**DATA SHOWN:**
>>

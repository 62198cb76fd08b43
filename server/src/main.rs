// Copyright (c) 2026 Accord Digital
// SPDX-License-Identifier: AGPL-3.0
//! # Accord Portal Server
//!
//! Binary entry point: parses the CLI, initializes logging, loads (or
//! defaults) configuration, and serves the portal router.

use std::path::PathBuf;

use anyhow::{Context, Result};
use clap::Parser;
use tracing::info;

use portal_core::infrastructure::config::PortalConfig;
use portal_core::presentation::{app, AppState};

/// Accord account-management portal.
#[derive(Parser)]
#[command(name = "accord-portal")]
#[command(version, about, long_about = None)]
struct Cli {
    /// Path to the YAML configuration file. Without one the server runs in
    /// local mode with the mock facade.
    #[arg(short, long, env = "PORTAL_CONFIG_PATH", value_name = "FILE")]
    config: Option<PathBuf>,

    /// Bind address override, e.g. 0.0.0.0:8080
    #[arg(long, env = "PORTAL_BIND_ADDRESS")]
    bind: Option<String>,

    /// Log level (trace, debug, info, warn, error)
    #[arg(long, env = "PORTAL_LOG_LEVEL", default_value = "info")]
    log_level: String,
}

#[tokio::main]
async fn main() -> Result<()> {
    let cli = Cli::parse();
    init_logging(&cli.log_level)?;

    let mut config = match &cli.config {
        Some(path) => PortalConfig::load(path)?,
        None => {
            info!("no config file given, running locally with the mock facade");
            PortalConfig::local()
        }
    };
    if let Some(bind) = cli.bind {
        config.bind_address = bind;
    }

    let bind_address = config.bind_address.clone();
    let state = AppState::build(config)?;
    let router = app(state);

    let listener = tokio::net::TcpListener::bind(&bind_address)
        .await
        .with_context(|| format!("failed to bind {bind_address}"))?;
    info!(address = %bind_address, "portal listening");
    axum::serve(listener, router).await.context("server error")?;

    Ok(())
}

/// Initialize tracing subscriber for logging
fn init_logging(level: &str) -> Result<()> {
    let filter = tracing_subscriber::EnvFilter::try_from_default_env()
        .or_else(|_| tracing_subscriber::EnvFilter::try_new(level))
        .context("Failed to create log filter")?;

    tracing_subscriber::fmt()
        .with_env_filter(filter)
        .with_target(false)
        .compact()
        .init();

    Ok(())
}
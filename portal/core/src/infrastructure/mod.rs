// Copyright (c) 2026 Accord Digital
// SPDX-License-Identifier: AGPL-3.0

pub mod config;
pub mod facade;
pub mod session_store;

<<

**TASK PROMPT:**
Your answer should consist of every line from the entries that holds "PortalConfig".

**ANSWER TO THE EXERCISE:**
use portal_core::infrastructure::config::PortalConfig;
        Some(path) => PortalConfig::load(path)?,
            PortalConfig::local()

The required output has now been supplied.